I'm doing a brute-force decryption exercise, and I'm relatively new to Python. My code works perfectly well when I do this openSSL decryption call to a test file when I know the key. However, the exercise that I am doing requires me to iterate through all possible values of a key, sending the openSSL call with each possible value.
for x in range(0,10):
for y in range(0,10):
key = "pass:" + str(x) + str(y)
plaintext = subprocess.check_output(['openssl', 'aes-128-cbc', '-d', '-in', 'ciphertext', '-base64', '-pass', key])
print (plaintext)
Knowing that all but one of my attempts will fail to decrypt, I am struggling with handling the openssl return values in a way that my python script won't crash. For example, if the first attempt fails to decrypt (which it almost certainly will), openssl returns 'bad decrypt' along with some other junk.
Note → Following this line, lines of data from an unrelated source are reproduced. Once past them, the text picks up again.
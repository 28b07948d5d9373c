use serde::{
    Deserialize,
    Serialize,
};

/// One vocabulary entry as the remote store returns it.
#[derive(Debug, Clone, PartialEq, Eq, Serialize, Deserialize)]
#[serde(rename_all = "camelCase")]
pub struct WordRecord {
    #[serde(rename = "_id")]
    pub id: String,
    #[serde(default)]
    pub word: String,
    #[serde(default)]
    pub definition: String,
    #[serde(default)]
    pub image_url: String,
    #[serde(default)]
    pub video_url: String,
}

impl WordRecord {
    pub fn image(&self) -> Option<&str> {
        non_empty(&self.image_url)
    }

    pub fn video(&self) -> Option<&str> {
        non_empty(&self.video_url)
    }

    pub fn fields(&self) -> WordFields {
        WordFields {
            word: self.word.clone(),
            definition: self.definition.clone(),
            image_url: self.image_url.clone(),
            video_url: self.video_url.clone(),
        }
    }
}

/// The four editable fields, sent as-is on create.
#[derive(Debug, Clone, Default, PartialEq, Eq, Serialize, Deserialize)]
#[serde(rename_all = "camelCase")]
pub struct WordFields {
    pub word: String,
    pub definition: String,
    pub image_url: String,
    pub video_url: String,
}

/// Partial update body for `PUT /words/{id}`.
///
/// There is no id field: the identifier travels only in the path.
#[derive(Debug, Clone, Default, PartialEq, Eq, Serialize, Deserialize)]
#[serde(rename_all = "camelCase")]
pub struct WordPatch {
    #[serde(skip_serializing_if = "Option::is_none")]
    pub word: Option<String>,
    #[serde(skip_serializing_if = "Option::is_none")]
    pub definition: Option<String>,
    #[serde(skip_serializing_if = "Option::is_none")]
    pub image_url: Option<String>,
    #[serde(skip_serializing_if = "Option::is_none")]
    pub video_url: Option<String>,
}

impl WordPatch {
    pub fn is_empty(&self) -> bool {
        self.word.is_none()
            && self.definition.is_none()
            && self.image_url.is_none()
            && self.video_url.is_none()
    }
}

impl From<WordFields> for WordPatch {
    fn from(fields: WordFields) -> Self {
        Self {
            word: Some(fields.word),
            definition: Some(fields.definition),
            image_url: Some(fields.image_url),
            video_url: Some(fields.video_url),
        }
    }
}

// Drops the record's id on the way through.
impl From<WordRecord> for WordPatch {
    fn from(record: WordRecord) -> Self {
        Self {
            word: Some(record.word),
            definition: Some(record.definition),
            image_url: Some(record.image_url),
            video_url: Some(record.video_url),
        }
    }
}

/// Response envelope of `GET /words`.
#[derive(Debug, Default, Deserialize)]
pub struct WordsEnvelope {
    #[serde(default)]
    pub words: Vec<WordRecord>,
}

fn non_empty(value: &str) -> Option<&str> {
    if value.is_empty() {
        None
    } else {
        Some(value)
    }
}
I simply want to throw this attempt away and move to the next iteration. But instead, my program crashes like this:
bad decrypt
140735254008672:error:06065064:digital envelope routines:EVP_DecryptFinal_ex:bad decrypt:evp_enc.c:539:
Traceback (most recent call last):
File "/Users/.../Project.py", line 20, in <module>
plaintext = subprocess.check_output(['openssl', 'aes-128-cbc', '-d', '-in', CIPHERTEXT_FILE, '-base64', '-pass', key])
File "/Library/Frameworks/Python.framework/Versions/3.3/lib/python3.3/subprocess.py", line 589, in check_output
raise CalledProcessError(retcode, process.args, output=output)
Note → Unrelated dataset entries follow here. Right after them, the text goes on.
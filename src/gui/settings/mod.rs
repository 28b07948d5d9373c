pub mod data;
pub mod server_settings_modal;

pub use data::{
    ApiSettings,
    SettingsData,
};
pub use server_settings_modal::ServerSettingsModal;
subprocess.CalledProcessError: Command '['openssl', 'aes-128-cbc', '-d', '-in', 'proj0.enc', '-base64', '-pass', 'pass:xx']' returned non-zero exit status 1
I can't even check for the string bad decrypt because the program has already crashed.
Can anyone help me. I'm pretty new to Python, so I'm spinning my wheels. Thanks!
2 Answers 2
Use try/except
for x in range(0,10):
for y in range(0,10):
key = "pass:" + str(x) + str(y)
try:
plaintext = subprocess.check_output(['openssl', 'aes-128-cbc', '-d', '-in', 'ciphertext', '-base64', '-pass', key])
except subprocess.CalledProcessError as e:
print("{key} failed".format(key=key))
else:
print (plaintext)
3 Comments
During handling of the above exception, another exception occurred: Traceback (most recent call last): File "/Users/randy/Development/ADT_Workspace/NetworkSecurityProject00/Project0/Project0.py", line 24, in <module> print("{key} failed".format(key)) KeyError: 'key'print("{key} failed".format(key=key)). The key=key is key! ;)According to the docs: check_output
"If the return code was non-zero it raises a CalledProcessError. The CalledProcessError object will have the return code in the returncode attribute and any output in the output attribute."
So you can use try/catch and examine the output attribute of the exception object.
Alternatively, you can use subprocess.Popen() with stdout=PIPE and .communicate() to get the output regardless of the return value. You can then search the output for expected strings yourself.